[[ Material to process, beginning ]]
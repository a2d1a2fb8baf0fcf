//! ParkWarden garage controller library.
//!
//! Exposes the pure-logic modules for integration testing and external
//! inspection.  All Raspberry-Pi-specific code lives in
//! [`adapters::rpi`] behind the `rpi` feature; everything else builds and
//! tests on the host.

#![deny(unused_must_use)]

pub mod adapters;
pub mod app;
pub mod config;
pub mod error;
pub mod pins;
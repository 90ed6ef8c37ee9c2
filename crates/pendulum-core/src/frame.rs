use ndarray::{Array2, Array3};
use serde::{Deserialize, Serialize};
use std::path::PathBuf;

use crate::consts::{COLOR_CHANNEL_COUNT, LUMINANCE_B, LUMINANCE_G, LUMINANCE_R};

/// A single RGB video frame.
/// Pixel data is 8-bit, shape = (height, width, 3), channel order R, G, B.
#[derive(Clone, Debug)]
pub struct Frame {
    pub data: Array3<u8>,
    pub metadata: FrameMetadata,
}

impl Frame {
    pub fn new(data: Array3<u8>) -> Self {
        Self {
            data,
            metadata: FrameMetadata::default(),
        }
    }

    /// Solid-color frame, mostly useful for synthetic input.
    pub fn filled(width: usize, height: usize, rgb: [u8; 3]) -> Self {
        let data = Array3::from_shape_fn((height, width, COLOR_CHANNEL_COUNT), |(_, _, c)| rgb[c]);
        Self::new(data)
    }

    pub fn with_index(mut self, frame_index: usize) -> Self {
        self.metadata.frame_index = frame_index;
        self
    }

    pub fn width(&self) -> usize {
        self.data.dim().1
    }

    pub fn height(&self) -> usize {
        self.data.dim().0
    }

    pub fn pixel(&self, row: usize, col: usize) -> [u8; 3] {
        [
            self.data[[row, col, 0]],
            self.data[[row, col, 1]],
            self.data[[row, col, 2]],
        ]
    }

    pub fn set_pixel(&mut self, row: usize, col: usize, rgb: [u8; 3]) {
        for (c, &v) in rgb.iter().enumerate() {
            self.data[[row, col, c]] = v;
        }
    }

    /// BT.601 luminance on the 8-bit scale (0.0..=255.0).
    pub fn luminance(&self) -> Array2<f32> {
        let (h, w, _) = self.data.dim();
        Array2::from_shape_fn((h, w), |(row, col)| {
            LUMINANCE_R * self.data[[row, col, 0]] as f32
                + LUMINANCE_G * self.data[[row, col, 1]] as f32
                + LUMINANCE_B * self.data[[row, col, 2]] as f32
        })
    }
}

#[derive(Clone, Debug, Default)]
pub struct FrameMetadata {
    pub frame_index: usize,
    pub timestamp_us: Option<u64>,
}

/// Binary raster aligned to a frame; `true` marks candidate bob pixels.
pub type Mask = Array2<bool>;

/// A point in image coordinates (origin top-left, y down) unless stated otherwise.
#[derive(Clone, Copy, Debug, Default, PartialEq, Serialize, Deserialize)]
pub struct Point {
    pub x: f64,
    pub y: f64,
}

impl Point {
    pub fn new(x: f64, y: f64) -> Self {
        Self { x, y }
    }
}

/// Axis-aligned bounding box in pixels.
#[derive(Clone, Copy, Debug, PartialEq, Eq, Serialize, Deserialize)]
pub struct BoundingBox {
    pub x: usize,
    pub y: usize,
    pub width: usize,
    pub height: usize,
}

impl BoundingBox {
    pub fn contains(&self, p: Point) -> bool {
        let (x0, y0) = (self.x as f64, self.y as f64);
        p.x >= x0
            && p.x <= x0 + self.width as f64 - 1.0
            && p.y >= y0
            && p.y <= y0 + self.height as f64 - 1.0
    }
}

/// Measurement of the bob in one frame.
#[derive(Clone, Debug, PartialEq, Serialize, Deserialize)]
pub struct Detection {
    pub center: Point,
    pub bbox: BoundingBox,
    /// Region area in pixels, always > 0.
    pub area: usize,
}

impl Detection {
    /// Bob radius estimated from the bounding box: (w + h) / 4.
    pub fn radius(&self) -> f64 {
        (self.bbox.width + self.bbox.height) as f64 / 4.0
    }
}

/// Centroid sample feeding the rotated-circle fit.
#[derive(Clone, Copy, Debug, PartialEq, Serialize, Deserialize)]
pub struct SamplePoint {
    pub x: f64,
    pub y: f64,
    pub frame_index: usize,
}

/// One entry of the position series: time in seconds and the transformed position.
/// `x` is the along-swing coordinate handed to the oscillator fit.
#[derive(Clone, Copy, Debug, PartialEq, Serialize, Deserialize)]
pub struct PositionSample {
    pub time: f64,
    pub x: f64,
    pub y: f64,
}

/// Metadata about a video source.
#[derive(Clone, Debug)]
pub struct SourceInfo {
    pub filename: PathBuf,
    pub total_frames: usize,
    pub width: u32,
    pub height: u32,
    pub bit_depth: u8,
    pub frame_rate: f64,
    pub description: String,
}
use std::path::{Path, PathBuf};

use tracing::debug;

use crate::error::{PendulumError, Result};
use crate::frame::{Frame, SourceInfo};

use super::image_io::load_frame;
use super::source::VideoSource;

const IMAGE_EXTENSIONS: &[&str] = &["png", "jpg", "jpeg", "bmp", "tif", "tiff"];

/// Directory of still images played back in file-name order.
pub struct ImageSequenceSource {
    dir: PathBuf,
    files: Vec<PathBuf>,
    frame_rate: f64,
    dimensions: (usize, usize),
    cursor: usize,
}

impl ImageSequenceSource {
    pub fn open(dir: &Path, frame_rate: f64) -> Result<Self> {
        let mut files: Vec<PathBuf> = std::fs::read_dir(dir)?
            .filter_map(|entry| entry.ok().map(|e| e.path()))
            .filter(|p| p.is_file() && is_image(p))
            .collect();
        files.sort();

        let first = files.first().ok_or_else(|| {
            PendulumError::Io(std::io::Error::new(
                std::io::ErrorKind::NotFound,
                format!("no images in {}", dir.display()),
            ))
        })?;
        let (w, h) = image::image_dimensions(first)?;

        debug!(dir = %dir.display(), frames = files.len(), "Opened image sequence");
        Ok(Self {
            dir: dir.to_path_buf(),
            files,
            frame_rate,
            dimensions: (w as usize, h as usize),
            cursor: 0,
        })
    }

    pub fn len(&self) -> usize {
        self.files.len()
    }

    pub fn is_empty(&self) -> bool {
        self.files.is_empty()
    }

    pub fn source_info(&self) -> SourceInfo {
        SourceInfo {
            filename: self.dir.clone(),
            total_frames: self.files.len(),
            width: self.dimensions.0 as u32,
            height: self.dimensions.1 as u32,
            bit_depth: 8,
            frame_rate: self.frame_rate,
            description: "Image sequence".into(),
        }
    }
}

impl VideoSource for ImageSequenceSource {
    fn frame_rate(&self) -> f64 {
        self.frame_rate
    }

    fn dimensions(&self) -> (usize, usize) {
        self.dimensions
    }

    fn next_frame(&mut self) -> Result<Option<Frame>> {
        let Some(path) = self.files.get(self.cursor) else {
            return Ok(None);
        };

        let frame = load_frame(path)?;
        if (frame.width(), frame.height()) != self.dimensions {
            return Err(PendulumError::InvalidDimensions {
                width: frame.width() as u32,
                height: frame.height() as u32,
            });
        }

        let index = self.cursor;
        self.cursor += 1;
        Ok(Some(frame.with_index(index)))
    }
}

fn is_image(path: &Path) -> bool {
    path.extension()
        .and_then(|e| e.to_str())
        .map(|e| IMAGE_EXTENSIONS.contains(&e.to_ascii_lowercase().as_str()))
        .unwrap_or(false)
}
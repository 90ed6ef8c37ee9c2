use std::fs::File;
use std::path::{Path, PathBuf};

use byteorder::{LittleEndian, ReadBytesExt};
use memmap2::Mmap;
use ndarray::Array3;
use tracing::debug;

use crate::consts::COLOR_CHANNEL_COUNT;
use crate::error::{PendulumError, Result};
use crate::frame::{Frame, FrameMetadata, SourceInfo};

use super::source::VideoSource;

pub const SER_HEADER_SIZE: usize = 178;
const SER_MAGIC: &[u8; 14] = b"LUCAM-RECORDER";
/// Trailer timestamps count 100 ns ticks.
const TICKS_PER_SECOND: f64 = 10_000_000.0;

/// Pixel layout of a SER recording that can be turned into RGB frames.
#[derive(Clone, Copy, Debug, PartialEq, Eq)]
pub enum SerColor {
    Mono,
    Rgb,
    Bgr,
}

impl std::fmt::Display for SerColor {
    fn fmt(&self, f: &mut std::fmt::Formatter<'_>) -> std::fmt::Result {
        match self {
            Self::Mono => write!(f, "Mono"),
            Self::Rgb => write!(f, "RGB"),
            Self::Bgr => write!(f, "BGR"),
        }
    }
}

/// SER file header (178 bytes).
#[derive(Clone, Debug)]
pub struct SerHeader {
    pub color: SerColor,
    pub little_endian: bool,
    pub width: u32,
    pub height: u32,
    pub pixel_depth: u32,
    pub frame_count: u32,
    pub observer: String,
    pub instrument: String,
    pub telescope: String,
}

impl SerHeader {
    pub fn bytes_per_sample(&self) -> usize {
        if self.pixel_depth <= 8 { 1 } else { 2 }
    }

    pub fn planes(&self) -> usize {
        match self.color {
            SerColor::Mono => 1,
            SerColor::Rgb | SerColor::Bgr => COLOR_CHANNEL_COUNT,
        }
    }

    pub fn frame_byte_size(&self) -> Option<usize> {
        (self.width as usize)
            .checked_mul(self.height as usize)?
            .checked_mul(self.bytes_per_sample() * self.planes())
    }
}

/// Memory-mapped SER recording read front to back as a [`VideoSource`].
pub struct SerSource {
    mmap: Mmap,
    path: PathBuf,
    header: SerHeader,
    frame_size: usize,
    frame_rate: f64,
    cursor: usize,
}

impl SerSource {
    /// Open a SER file. `fallback_fps` is used when the file has no usable
    /// timestamp trailer.
    pub fn open(path: &Path, fallback_fps: f64) -> Result<Self> {
        let file = File::open(path)?;
        // SAFETY: the mapping is read-only and lives as long as the source.
        let mmap = unsafe { Mmap::map(&file)? };

        if mmap.len() < SER_HEADER_SIZE {
            return Err(PendulumError::InvalidSer(
                "File too small for SER header".into(),
            ));
        }
        if &mmap[0..14] != SER_MAGIC {
            return Err(PendulumError::InvalidSer(
                "Missing LUCAM-RECORDER magic".into(),
            ));
        }

        let header = parse_header(&mmap[..SER_HEADER_SIZE])?;
        let frame_size = header
            .frame_byte_size()
            .ok_or(PendulumError::InvalidDimensions {
                width: header.width,
                height: header.height,
            })?;

        let expected = SER_HEADER_SIZE + frame_size * header.frame_count as usize;
        if mmap.len() < expected {
            return Err(PendulumError::InvalidSer(format!(
                "File truncated: expected at least {} bytes, got {}",
                expected,
                mmap.len()
            )));
        }

        let mut source = Self {
            mmap,
            path: path.to_path_buf(),
            header,
            frame_size,
            frame_rate: fallback_fps,
            cursor: 0,
        };
        if let Some(fps) = source.trailer_frame_rate() {
            source.frame_rate = fps;
        }
        debug!(
            path = %path.display(),
            frames = source.frame_count(),
            fps = source.frame_rate,
            "Opened SER source"
        );
        Ok(source)
    }

    pub fn header(&self) -> &SerHeader {
        &self.header
    }

    pub fn frame_count(&self) -> usize {
        self.header.frame_count as usize
    }

    /// Decode one frame to 8-bit RGB.
    pub fn read_frame(&self, index: usize) -> Result<Frame> {
        let count = self.frame_count();
        if index >= count {
            return Err(PendulumError::FrameIndexOutOfRange { index, total: count });
        }

        let offset = SER_HEADER_SIZE + index * self.frame_size;
        let raw = &self.mmap[offset..offset + self.frame_size];
        let data = decode_rgb(raw, &self.header);

        Ok(Frame {
            data,
            metadata: FrameMetadata {
                frame_index: index,
                timestamp_us: self.timestamp_ticks(index).map(|t| t / 10),
            },
        })
    }

    pub fn source_info(&self) -> SourceInfo {
        let mut description = format!("{} {}-bit", self.header.color, self.header.pixel_depth);
        for field in [
            &self.header.observer,
            &self.header.instrument,
            &self.header.telescope,
        ] {
            if !field.is_empty() {
                description.push_str(", ");
                description.push_str(field);
            }
        }

        SourceInfo {
            filename: self.path.clone(),
            total_frames: self.frame_count(),
            width: self.header.width,
            height: self.header.height,
            bit_depth: self.header.pixel_depth as u8,
            frame_rate: self.frame_rate,
            description,
        }
    }

    fn timestamp_ticks(&self, index: usize) -> Option<u64> {
        let trailer = SER_HEADER_SIZE + self.frame_size * self.frame_count();
        let at = trailer + index * 8;
        let bytes = self.mmap.get(at..at + 8)?;
        let ticks = u64::from_le_bytes(bytes.try_into().ok()?);
        (ticks > 0).then_some(ticks)
    }

    /// Mean frame rate over the recording, from first and last timestamps.
    fn trailer_frame_rate(&self) -> Option<f64> {
        let count = self.frame_count();
        if count < 2 {
            return None;
        }
        let first = self.timestamp_ticks(0)?;
        let last = self.timestamp_ticks(count - 1)?;
        if last <= first {
            return None;
        }
        let seconds = (last - first) as f64 / TICKS_PER_SECOND;
        Some((count - 1) as f64 / seconds)
    }
}

impl VideoSource for SerSource {
    fn frame_rate(&self) -> f64 {
        self.frame_rate
    }

    fn dimensions(&self) -> (usize, usize) {
        (self.header.width as usize, self.header.height as usize)
    }

    fn next_frame(&mut self) -> Result<Option<Frame>> {
        if self.cursor >= self.frame_count() {
            return Ok(None);
        }
        let frame = self.read_frame(self.cursor)?;
        self.cursor += 1;
        Ok(Some(frame))
    }
}

fn parse_header(buf: &[u8]) -> Result<SerHeader> {
    let mut cursor = std::io::Cursor::new(&buf[14..]);

    let _lu_id = cursor.read_i32::<LittleEndian>()?;
    let color_id = cursor.read_i32::<LittleEndian>()?;
    let le_flag = cursor.read_i32::<LittleEndian>()?;
    let width = cursor.read_i32::<LittleEndian>()? as u32;
    let height = cursor.read_i32::<LittleEndian>()? as u32;
    let pixel_depth = cursor.read_i32::<LittleEndian>()? as u32;
    let frame_count = cursor.read_i32::<LittleEndian>()? as u32;

    if width == 0 || height == 0 {
        return Err(PendulumError::InvalidDimensions { width, height });
    }
    if pixel_depth == 0 || pixel_depth > 16 {
        return Err(PendulumError::InvalidSer(format!(
            "Unsupported pixel depth {pixel_depth}"
        )));
    }

    let color = match color_id {
        0 => SerColor::Mono,
        100 => SerColor::Rgb,
        101 => SerColor::Bgr,
        other => {
            return Err(PendulumError::UnsupportedColorMode(format!(
                "SER color id {other}"
            )))
        }
    };

    Ok(SerHeader {
        color,
        // Most writers put 0 here for little-endian data.
        little_endian: le_flag != 1,
        width,
        height,
        pixel_depth,
        frame_count,
        observer: read_fixed_string(&buf[42..82]),
        instrument: read_fixed_string(&buf[82..122]),
        telescope: read_fixed_string(&buf[122..162]),
    })
}

fn read_fixed_string(buf: &[u8]) -> String {
    String::from_utf8_lossy(buf)
        .trim_end_matches('\0')
        .trim()
        .to_string()
}

/// Interleaved samples to (h, w, 3) RGB, scaled down to 8 bits.
fn decode_rgb(raw: &[u8], header: &SerHeader) -> Array3<u8> {
    let h = header.height as usize;
    let w = header.width as usize;
    let bps = header.bytes_per_sample();
    let planes = header.planes();
    let shift = header.pixel_depth.saturating_sub(8);

    let sample = |idx: usize| -> u8 {
        let value = if bps == 1 {
            raw[idx] as u16
        } else {
            let pair = [raw[idx], raw[idx + 1]];
            if header.little_endian {
                u16::from_le_bytes(pair)
            } else {
                u16::from_be_bytes(pair)
            }
        };
        (value >> shift).min(255) as u8
    };

    Array3::from_shape_fn((h, w, COLOR_CHANNEL_COUNT), |(row, col, c)| {
        let pixel = (row * w + col) * planes * bps;
        let plane = match header.color {
            SerColor::Mono => 0,
            SerColor::Rgb => c,
            SerColor::Bgr => 2 - c,
        };
        sample(pixel + plane * bps)
    })
}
[[ Material to process, end ]]
Give only the lines from the one holding "if self.pixel_depth <= 8" through the one holding "as the source.", each restated exactly as it appears above.

__Task output__:
        if self.pixel_depth <= 8 { 1 } else { 2 }
    }

    pub fn planes(&self) -> usize {
        match self.color {
            SerColor::Mono => 1,
            SerColor::Rgb | SerColor::Bgr => COLOR_CHANNEL_COUNT,
        }
    }

    pub fn frame_byte_size(&self) -> Option<usize> {
        (self.width as usize)
            .checked_mul(self.height as usize)?
            .checked_mul(self.bytes_per_sample() * self.planes())
    }
}

/// Memory-mapped SER recording read front to back as a [`VideoSource`].
pub struct SerSource {
    mmap: Mmap,
    path: PathBuf,
    header: SerHeader,
    frame_size: usize,
    frame_rate: f64,
    cursor: usize,
}

impl SerSource {
    /// Open a SER file. `fallback_fps` is used when the file has no usable
    /// timestamp trailer.
    pub fn open(path: &Path, fallback_fps: f64) -> Result<Self> {
        let file = File::open(path)?;
        // SAFETY: the mapping is read-only and lives as long as the source.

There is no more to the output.